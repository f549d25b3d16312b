//! Configuration for the update engine.
//!
//! Two layers live here:
//!
//! - [`UpdaterConfig`]: static settings shipped with the host application
//!   (feed URL, channel, network tuning, trusted keys), stored as TOML.
//! - [`ConfigStore`]: the persistent preference store the policy writes to
//!   across runs (auto-check flag, last check time, skipped version, ...).
//!   Values are plain strings under the keys listed in [`ConfigKey`].

use std::collections::BTreeMap;
use std::fs;
use std::io::Write;
use std::path::{Path, PathBuf};
use std::sync::Mutex;

use serde::{Deserialize, Serialize};
use tracing::{debug, warn};

use crate::error::ConfigError;
use crate::trust::TrustStore;

/// Main updater configuration.
#[derive(Debug, Clone, PartialEq, Serialize, Deserialize)]
pub struct UpdaterConfig {
    /// Appcast URL (`https://`, `file://` or a release-indirection URL).
    #[serde(default)]
    pub appcast_url: String,

    /// Required channel; empty means the release channel.
    #[serde(default)]
    pub channel: String,

    /// Asset name looked up when the appcast URL is a release-indirection
    /// endpoint.
    #[serde(default = "default_manifest_file_name")]
    pub manifest_file_name: String,

    /// Overrides the detected generic OS label. Empty disables OS filtering.
    #[serde(default)]
    pub os_label: Option<String>,

    /// Directory installers are downloaded to (default: system temp dir).
    #[serde(default)]
    pub download_dir: Option<PathBuf>,

    #[serde(default)]
    pub network: NetworkConfig,

    #[serde(default)]
    pub security: SecurityConfig,
}

impl Default for UpdaterConfig {
    fn default() -> Self {
        Self {
            appcast_url: String::new(),
            channel: String::new(),
            manifest_file_name: default_manifest_file_name(),
            os_label: None,
            download_dir: None,
            network: NetworkConfig::default(),
            security: SecurityConfig::default(),
        }
    }
}

impl UpdaterConfig {
    /// Load configuration from a TOML file.
    pub fn load_from_file(path: &Path) -> Result<Self, ConfigError> {
        let content = fs::read_to_string(path)
            .map_err(|e| ConfigError::Read(format!("{}: {}", path.display(), e)))?;
        toml::from_str(&content).map_err(|e| ConfigError::Invalid(e.to_string()))
    }

    /// Save configuration to a TOML file.
    pub fn save_to_file(&self, path: &Path) -> Result<(), ConfigError> {
        if let Some(parent) = path.parent() {
            fs::create_dir_all(parent).map_err(|e| ConfigError::Write(e.to_string()))?;
        }
        let content =
            toml::to_string_pretty(self).map_err(|e| ConfigError::Invalid(e.to_string()))?;
        fs::write(path, content).map_err(|e| ConfigError::Write(e.to_string()))
    }

    /// Directory downloads are written to.
    pub fn download_dir(&self) -> PathBuf {
        self.download_dir
            .clone()
            .unwrap_or_else(std::env::temp_dir)
    }
}

/// Network settings handed to the HTTP transport.
#[derive(Debug, Clone, PartialEq, Eq, Serialize, Deserialize)]
pub struct NetworkConfig {
    /// Connect timeout in seconds.
    #[serde(default = "default_connect_timeout")]
    pub connect_timeout_secs: u64,

    /// Read timeout for streaming in seconds.
    #[serde(default = "default_read_timeout")]
    pub read_timeout_secs: u64,

    #[serde(default = "default_user_agent")]
    pub user_agent: String,

    /// Extra attempts for the appcast fetch on unreachable/timeout.
    #[serde(default = "default_max_retries")]
    pub max_retries: u32,

    /// Delay between appcast fetch attempts in milliseconds.
    #[serde(default = "default_retry_delay")]
    pub retry_delay_ms: u64,
}

impl Default for NetworkConfig {
    fn default() -> Self {
        Self {
            connect_timeout_secs: default_connect_timeout(),
            read_timeout_secs: default_read_timeout(),
            user_agent: default_user_agent(),
            max_retries: default_max_retries(),
            retry_delay_ms: default_retry_delay(),
        }
    }
}

/// Trust settings.
#[derive(Debug, Clone, Default, PartialEq, Eq, Serialize, Deserialize)]
pub struct SecurityConfig {
    /// Trusted Ed25519 public keys.
    /// Format: `"<key_version>:<base64_public_key>"`, or a bare base64 key
    /// for key version 1.
    #[serde(default)]
    pub trusted_keys: Vec<String>,
}

impl SecurityConfig {
    /// Build the trust store from the configured keys.
    pub fn trust_store(&self) -> Result<TrustStore, ConfigError> {
        TrustStore::from_entries(&self.trusted_keys)
    }
}

// Default value functions for serde
fn default_manifest_file_name() -> String {
    "appcast.xml".to_string()
}

fn default_connect_timeout() -> u64 {
    30
}

fn default_read_timeout() -> u64 {
    60
}

fn default_user_agent() -> String {
    format!("zrc-autoupdate/{}", env!("CARGO_PKG_VERSION"))
}

fn default_max_retries() -> u32 {
    2
}

fn default_retry_delay() -> u64 {
    500
}

// ============================================================================
// Persistent preferences
// ============================================================================

/// Keys of the persistent preference store.
#[derive(Debug, Clone, Copy, PartialEq, Eq, Hash)]
pub enum ConfigKey {
    AutoCheck,
    AutoInterval,
    AutoOnce,
    AutoLast,
    AutoSkip,
    AutoChannel,
    AutoHost,
    SkipVersion,
    SkipTime,
    SkipInterval,
}

impl ConfigKey {
    pub const ALL: [ConfigKey; 10] = [
        Self::AutoCheck,
        Self::AutoInterval,
        Self::AutoOnce,
        Self::AutoLast,
        Self::AutoSkip,
        Self::AutoChannel,
        Self::AutoHost,
        Self::SkipVersion,
        Self::SkipTime,
        Self::SkipInterval,
    ];

    pub fn as_str(self) -> &'static str {
        match self {
            Self::AutoCheck => "AutoCheck",
            Self::AutoInterval => "AutoInterval",
            Self::AutoOnce => "AutoOnce",
            Self::AutoLast => "AutoLast",
            Self::AutoSkip => "AutoSkip",
            Self::AutoChannel => "AutoChannel",
            Self::AutoHost => "AutoHost",
            Self::SkipVersion => "SkipVersion",
            Self::SkipTime => "SkipTime",
            Self::SkipInterval => "SkipInterval",
        }
    }
}

impl std::fmt::Display for ConfigKey {
    fn fmt(&self, f: &mut std::fmt::Formatter<'_>) -> std::fmt::Result {
        f.write_str(self.as_str())
    }
}

/// Persistent string key-value store.
///
/// Implementations must serialize concurrent readers and writers.
pub trait ConfigStore: Send + Sync {
    /// Read a value. `Ok(None)` if the key is not set.
    fn read(&self, key: ConfigKey) -> Result<Option<String>, ConfigError>;

    /// Write a value, replacing any previous one.
    fn write(&self, key: ConfigKey, value: &str) -> Result<(), ConfigError>;

    /// Delete a value. Deleting a missing key succeeds.
    fn delete(&self, key: ConfigKey) -> Result<(), ConfigError>;
}

/// Delete every preference key.
pub fn reset(store: &dyn ConfigStore) -> Result<(), ConfigError> {
    for key in ConfigKey::ALL {
        store.delete(key)?;
    }
    debug!("Update preferences reset");
    Ok(())
}

/// Read every preference key for diagnostics. Unreadable keys show as
/// `None`.
pub fn dump(store: &dyn ConfigStore) -> Vec<(ConfigKey, Option<String>)> {
    ConfigKey::ALL
        .iter()
        .map(|&key| {
            let value = store.read(key).unwrap_or_else(|e| {
                warn!(%key, error = %e, "Cannot read preference");
                None
            });
            (key, value)
        })
        .collect()
}

/// In-memory store for tests and embedding.
#[derive(Debug, Default)]
pub struct MemoryConfigStore {
    values: Mutex<BTreeMap<String, String>>,
}

impl MemoryConfigStore {
    pub fn new() -> Self {
        Self::default()
    }

    fn values(&self) -> Result<std::sync::MutexGuard<'_, BTreeMap<String, String>>, ConfigError> {
        self.values
            .lock()
            .map_err(|_| ConfigError::Read("preference store lock poisoned".to_string()))
    }
}

impl ConfigStore for MemoryConfigStore {
    fn read(&self, key: ConfigKey) -> Result<Option<String>, ConfigError> {
        Ok(self.values()?.get(key.as_str()).cloned())
    }

    fn write(&self, key: ConfigKey, value: &str) -> Result<(), ConfigError> {
        self.values()?.insert(key.as_str().to_string(), value.to_string());
        Ok(())
    }

    fn delete(&self, key: ConfigKey) -> Result<(), ConfigError> {
        self.values()?.remove(key.as_str());
        Ok(())
    }
}

/// File-backed store: a flat TOML table, rewritten atomically on every
/// change.
#[derive(Debug)]
pub struct TomlConfigStore {
    path: PathBuf,
    lock: Mutex<()>,
}

impl TomlConfigStore {
    pub fn new(path: impl Into<PathBuf>) -> Self {
        Self {
            path: path.into(),
            lock: Mutex::new(()),
        }
    }

    pub fn path(&self) -> &Path {
        &self.path
    }

    fn load(&self) -> Result<BTreeMap<String, String>, ConfigError> {
        if !self.path.exists() {
            return Ok(BTreeMap::new());
        }
        let content = fs::read_to_string(&self.path)
            .map_err(|e| ConfigError::Read(format!("{}: {}", self.path.display(), e)))?;
        toml::from_str(&content).map_err(|e| ConfigError::Read(e.to_string()))
    }

    fn store(&self, values: &BTreeMap<String, String>) -> Result<(), ConfigError> {
        let write_err = |e: std::io::Error| ConfigError::Write(format!("{}: {}", self.path.display(), e));

        if let Some(parent) = self.path.parent() {
            fs::create_dir_all(parent).map_err(write_err)?;
        }
        let content = toml::to_string(values).map_err(|e| ConfigError::Write(e.to_string()))?;

        // Write atomically using a temp file
        let temp_path = self.path.with_extension("tmp");
        let mut file = fs::File::create(&temp_path).map_err(write_err)?;
        file.write_all(content.as_bytes()).map_err(write_err)?;
        file.sync_all().map_err(write_err)?;
        drop(file);

        fs::rename(&temp_path, &self.path).map_err(write_err)
    }

    fn update<F>(&self, change: F) -> Result<(), ConfigError>
    where
        F: FnOnce(&mut BTreeMap<String, String>),
    {
        let _guard = self
            .lock
            .lock()
            .map_err(|_| ConfigError::Write("preference store lock poisoned".to_string()))?;
        let mut values = self.load().unwrap_or_else(|e| {
            warn!(error = %e, "Preference file unreadable; starting from empty");
            BTreeMap::new()
        });
        change(&mut values);
        self.store(&values)
    }
}

impl ConfigStore for TomlConfigStore {
    fn read(&self, key: ConfigKey) -> Result<Option<String>, ConfigError> {
        let _guard = self
            .lock
            .lock()
            .map_err(|_| ConfigError::Read("preference store lock poisoned".to_string()))?;
        Ok(self.load()?.remove(key.as_str()))
    }

    fn write(&self, key: ConfigKey, value: &str) -> Result<(), ConfigError> {
        self.update(|values| {
            values.insert(key.as_str().to_string(), value.to_string());
        })
    }

    fn delete(&self, key: ConfigKey) -> Result<(), ConfigError> {
        self.update(|values| {
            values.remove(key.as_str());
        })
    }
}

## Work instruction
What lines of the listing contain the word "settings"? Copy them all.

## Written reply
//! - [`UpdaterConfig`]: static settings shipped with the host application
/// Network settings handed to the HTTP transport.
/// Trust settings.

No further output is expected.